Abstractica’s abstract

When I began to write Abstractica, I thought it was an absolute waste of time. Now that I have finished it, I must reckon I was wrong—it was not just an absolute waste of time, but also foolish. There are so many ways to spend my hours more profitably:

I could’ve started a new sect. You don’t think I’m able, I can tell. But just imagine me in a white robe, living in a barrel and claiming that I know what happens when we die. Because that is in the book! Yes, the book says what happens when we die! And I should know, cause I was there!

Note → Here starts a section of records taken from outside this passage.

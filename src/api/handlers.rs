// 알고리즘 관리 핸들러들

use warp::http::StatusCode;
use warp::hyper::body::Bytes;
use warp::reply::{json, with_status, Json, Reply, WithStatus};

use crate::batch;
use crate::core::service::EngineHandle;
use crate::error::AlgoError;
use crate::models::algo::{AlgoId, StartRequest};

/// 오류 종류별 HTTP 상태 코드
pub fn status_for(err: &AlgoError) -> StatusCode {
  match err {
    AlgoError::ConfigError(_)
    | AlgoError::UnknownTemplate(_)
    | AlgoError::ParseError(_)
    | AlgoError::InvalidOrder(_)
    | AlgoError::CsvError(_) => StatusCode::BAD_REQUEST,
    AlgoError::InvalidStateTransition { .. } => StatusCode::CONFLICT,
    AlgoError::CapacityExceeded { .. } => StatusCode::TOO_MANY_REQUESTS,
    AlgoError::AlgoNotFound(_) | AlgoError::OrderNotFound(_) => StatusCode::NOT_FOUND,
    AlgoError::EngineStopped => StatusCode::SERVICE_UNAVAILABLE,
    _ => StatusCode::INTERNAL_SERVER_ERROR,
  }
}

fn error_reply(err: AlgoError) -> WithStatus<Json> {
  let body = serde_json::json!({
    "error": err.kind(),
    "message": err.to_string(),
  });
  with_status(json(&body), status_for(&err))
}

/// 헬스체크 핸들러
pub async fn health_handler() -> Result<impl Reply, warp::Rejection> {
  let body = serde_json::json!({ "status": "ok", "version": crate::VERSION });
  Ok(with_status(json(&body), StatusCode::OK))
}

/// 알고리즘 목록 조회 핸들러
pub async fn list_algos(handle: EngineHandle) -> Result<impl Reply, warp::Rejection> {
  match handle.list().await {
    Ok(algos) => Ok(with_status(json(&algos), StatusCode::OK)),
    Err(e) => Ok(error_reply(e)),
  }
}

/// 알고리즘 시작 핸들러
pub async fn start_algo(request: StartRequest, handle: EngineHandle) -> Result<impl Reply, warp::Rejection> {
  match handle.start(request).await {
    Ok(algo_id) => {
      let response = serde_json::json!({
        "status": "success",
        "algo_id": algo_id,
      });
      Ok(with_status(json(&response), StatusCode::CREATED))
    }
    Err(e) => Ok(error_reply(e)),
  }
}

/// 알고리즘 상태 조회 핸들러
pub async fn get_algo(id: String, handle: EngineHandle) -> Result<impl Reply, warp::Rejection> {
  match handle.query_status(&AlgoId(id)).await {
    Ok(snapshot) => Ok(with_status(json(&snapshot), StatusCode::OK)),
    Err(e) => Ok(error_reply(e)),
  }
}

/// 일시정지 핸들러
pub async fn pause_algo(id: String, handle: EngineHandle) -> Result<impl Reply, warp::Rejection> {
  let algo_id = AlgoId(id);
  let result = handle.pause(&algo_id).await;
  Ok(command_reply(&handle, algo_id, result).await)
}

/// 재개 핸들러
pub async fn resume_algo(id: String, handle: EngineHandle) -> Result<impl Reply, warp::Rejection> {
  let algo_id = AlgoId(id);
  let result = handle.resume(&algo_id).await;
  Ok(command_reply(&handle, algo_id, result).await)
}

/// 중지 핸들러
pub async fn stop_algo(id: String, handle: EngineHandle) -> Result<impl Reply, warp::Rejection> {
  let algo_id = AlgoId(id);
  let result = handle.stop(&algo_id).await;
  Ok(command_reply(&handle, algo_id, result).await)
}

/// 명령 성공 시 최신 상태를 함께 반환
async fn command_reply(handle: &EngineHandle, algo_id: AlgoId, result: Result<(), AlgoError>) -> WithStatus<Json> {
  if let Err(e) = result {
    return error_reply(e);
  }
  match handle.query_status(&algo_id).await {
    Ok(snapshot) => with_status(json(&snapshot), StatusCode::OK),
    Err(e) => error_reply(e),
  }
}

/// CSV 일괄 시작 핸들러
pub async fn batch_start(body: Bytes, handle: EngineHandle) -> Result<impl Reply, warp::Rejection> {
  match batch::import_csv(&handle, body.as_ref()).await {
    Ok(report) => {
      let status = if report.failed.is_empty() { StatusCode::OK } else { StatusCode::MULTI_STATUS };
      Ok(with_status(json(&report), status))
    }
    Err(e) => Ok(error_reply(e)),
  }
}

I could’ve watched a few painted walls dry. A book is 3449 hours and 47 minutes of work. Taking into account that the average wall dries in 10 hours, 7 minutes, that’s 341 walls. Coincidentally, that’s also the number of pages of Abstractica, but I refuse to draw any similarities.

Finally, I could’ve done nothing. That would’ve been also more profitable, because of the many expenses: paper, ink, candles, etc. Tea, let’s not forget the tea.

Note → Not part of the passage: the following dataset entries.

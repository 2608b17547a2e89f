use async_trait::async_trait;
use serde::{Deserialize, Serialize};
use tokio::sync::broadcast;

use crate::error::AlgoError;
use crate::models::market_data::TickSnapshot;
use crate::models::order::{CancelRequest, OrderId, OrderRequest, OrderUpdate};
use crate::models::trade::Fill;

/// Events pushed by a gateway. Delivery is at-least-once and may be reordered.
#[derive(Debug, Clone, Serialize, Deserialize)]
pub enum GatewayEvent {
    Tick(TickSnapshot),
    Order(OrderUpdate),
    Trade(Fill),
}

/// The `Gateway` trait defines the interface between the algorithm engine and a broker.
/// It will be implemented by real broker connectors and mock implementations.
#[cfg_attr(test, mockall::automock)]
#[async_trait]
pub trait Gateway: Send + Sync {
    /// Submit a child order, returning the exchange order id
    async fn submit_order(&mut self, request: OrderRequest) -> Result<OrderId, AlgoError>;

    /// Cancel a child order. The outcome arrives later as an order event
    async fn cancel_order(&mut self, request: CancelRequest) -> Result<(), AlgoError>;

    /// Subscribe to market data for an instrument
    async fn subscribe(&mut self, instrument: &str) -> Result<(), AlgoError>;

    /// Receiver for ticks, order updates and fills
    fn subscribe_events(&self) -> broadcast::Receiver<GatewayEvent>;
}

But now that the time is wasted and won’t come back, I guess you’re owed an abstract, so here goes:

The world has been overrun by monsters. They’re the kind you’d see in a TV show, movie, videogame or any other form of pop entertainment. They’re vampires, demons, dragons, disembodied hands, talking carnivore plants, ghosts, giant spiders and many others. They didn’t exist in the past, but now they have brought forth the apocalypse. Why is that?

One day, Aurora, a girl surviving on her own, decides to stop the apocalypse. Too late, because it happened thirteen years ago, but Aurora isn’t the kind of person who gets bothered by stuff like that. So, with little equipment and big hope, she confronts the source of the disease that has killed the world.

She, and some friends she’ll meet along the way, will find out what caused the apocalypse, and will try to revert it. Will they succeed?